Nursing Care Experiences of the Patient with Cardiac Arrest Using Targeted Temperature Management

摘要


本文個案發生心跳停止後,經歷心肺復甦術後恢復自發性循環,入住加護病房後使用目標溫控治療(Targeted Temperature Management, TTM)之照護經驗,照護期間2020年9月4日至9月11日,藉由直接照護、筆談、查閱病歷、實際身體評估收集病史及相關資料,再以Gordon十一項功能性健康形態評估方式確立個案有心輸出量減少、潛在危險性損傷、焦慮三項健康護理問題。護理過程,筆者優先穩定個案血液動力學及提供適當的處置增加心輸出量;儘早執行TTM保護腦部神經,預防TTM相關併發症發生及評估神經學恢復狀況;藉由直接照護發現個案焦慮問題,以跨團隊醫療照護模式,提供具個別性護理措施及提供專業衛教指導,提升返家自我照護信心。筆者藉由此次照護經驗,建議使用TTM應在復甦後盡早使用,把握病患黃金治療時間。

並列摘要


In this case, after cardiac arrest, the spontaneous circulation of the patient was restored after cardiopulmonary resuscitation, and targeted temperature management (TTM) was used after the patient was admitted to an intensive care unit. During the nursing period from September 4 to September 11, 2020, the medical history and related data were collected through direct nursing care, written conversations, review of medical records, and actual physical assessment. Additionally, three healthcare issues including reduced cardiac output, potentially dangerous injury, and anxiety were identified by Gordon's 11 functional health patterns assessment. In the nursing process, the author prioritized the stabilization of the patient's hemodynamics and provided appropriate treatment to increase cardiac output.

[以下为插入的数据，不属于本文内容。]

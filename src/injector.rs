//! Keystroke injection into the focused window.
//!
//! Built on the `enigo` crate. The injector does not know or care which
//! window has focus; replay goes to whatever the OS currently targets.

use std::fmt;

use enigo::{Direction, Enigo, Key, Keyboard, Settings};
use tracing::debug;

use crate::error::{Result, StagerError};

/// An ordered list of platform key tokens describing a simultaneous press.
#[derive(Debug, Clone, PartialEq, Eq)]
pub struct KeyCombo {
    tokens: Vec<String>,
}

impl KeyCombo {
    pub fn new(tokens: Vec<String>) -> Self {
        Self { tokens }
    }

    pub fn tokens(&self) -> &[String] {
        &self.tokens
    }
}

impl fmt::Display for KeyCombo {
    fn fmt(&self, f: &mut fmt::Formatter<'_>) -> fmt::Result {
        write!(f, "{}", self.tokens.join("+"))
    }
}

/// Contract for the OS-automation backend.
///
/// Callers surface failures to the user and never retry; implementations
/// should not retry internally either.
pub trait Injector: Send {
    /// Type a literal string into the focused window.
    fn type_text(&mut self, text: &str) -> Result<()>;

    /// Click a single key.
    fn press_key(&mut self, token: &str) -> Result<()>;

    /// Press every key in the combo in order, then release in reverse.
    fn press_combo(&mut self, combo: &KeyCombo) -> Result<()>;
}

/// Resolve a platform key token to an `enigo` key.
pub(crate) fn key_from_token(token: &str) -> Result<Key> {
    let key = match token {
        // Modifiers
        "ctrl" => Key::Control,
        "alt" => Key::Alt,
        "shift" => Key::Shift,
        "win" | "command" => Key::Meta,

        // Editing
        "enter" => Key::Return,
        "tab" => Key::Tab,
        "esc" => Key::Escape,
        "space" => Key::Space,
        "backspace" => Key::Backspace,
        "delete" => Key::Delete,
        #[cfg(not(target_os = "macos"))]
        "insert" => Key::Insert,

        // Navigation
        "up" => Key::UpArrow,
        "down" => Key::DownArrow,
        "left" => Key::LeftArrow,
        "right" => Key::RightArrow,
        "home" => Key::Home,
        "end" => Key::End,
        "pageup" => Key::PageUp,
        "pagedown" => Key::PageDown,

        // Function keys
        "f1" => Key::F1,
        "f2" => Key::F2,
        "f3" => Key::F3,
        "f4" => Key::F4,
        "f5" => Key::F5,
        "f6" => Key::F6,
        "f7" => Key::F7,
        "f8" => Key::F8,
        "f9" => Key::F9,
        "f10" => Key::F10,
        "f11" => Key::F11,
        "f12" => Key::F12,

        other => {
            let mut chars = other.chars();
            match (chars.next(), chars.next()) {
                (Some(c), None) => Key::Unicode(c),
                _ => {
                    return Err(StagerError::invalid_key(
                        other,
                        "not a known key name or single character",
                    ))
                }
            }
        }
    };

    Ok(key)
}

/// `enigo`-backed injector.
pub struct KeyInjector {
    enigo: Enigo,
}

impl KeyInjector {
    pub fn new() -> Result<Self> {
        let enigo = Enigo::new(&Settings::default())
            .map_err(|e| StagerError::injection(format!("failed to initialize enigo: {e}")))?;
        Ok(Self { enigo })
    }
}

impl Injector for KeyInjector {
    fn type_text(&mut self, text: &str) -> Result<()> {
        debug!(chars = text.chars().count(), "typing text");
        self.enigo
            .text(text)
            .map_err(|e| StagerError::injection(format!("failed to type text: {e}")))
    }

    fn press_key(&mut self, token: &str) -> Result<()> {
        let key = key_from_token(token)?;
        debug!(%token, "clicking key");
        self.enigo
            .key(key, Direction::Click)
            .map_err(|e| StagerError::injection(format!("failed to press '{token}': {e}")))
    }

    fn press_combo(&mut self, combo: &KeyCombo) -> Result<()> {
        let keys = combo
            .tokens()
            .iter()
            .map(|token| key_from_token(token))
            .collect::<Result<Vec<_>>>()?;

        debug!(combo = %combo, "pressing combo");

        let mut pressed = Vec::with_capacity(keys.len());
        for (key, token) in keys.iter().zip(combo.tokens()) {
            if let Err(e) = self.enigo.key(*key, Direction::Press) {
                // Best-effort release of whatever went down before the failure.
                for held in pressed.into_iter().rev() {
                    let _ = self.enigo.key(held, Direction::Release);
                }
                return Err(StagerError::injection(format!(
                    "failed to press '{token}': {e}"
                )));
            }
            pressed.push(*key);
        }

        let mut release_err = None;
        for key in pressed.into_iter().rev() {
            if let Err(e) = self.enigo.key(key, Direction::Release) {
                release_err.get_or_insert_with(|| {
                    StagerError::injection(format!("failed to release combo '{combo}': {e}"))
                });
            }
        }

        match release_err {
            Some(err) => Err(err),
            None => Ok(()),
        }
    }
}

Besides, the author performed TTM timely to protect brain nerves, prevented TTM-related complications, and assessed neurological recovery. Through direct nursing care, the author identified anxiety issues and provided individualized care and professional health education through a cross-team healthcare model to enhance the patient's confidence in self-care at home. Through this nursing experience, the author suggested that TTM should be adopted as early as possible after resuscitation to grasp the golden period of treatment.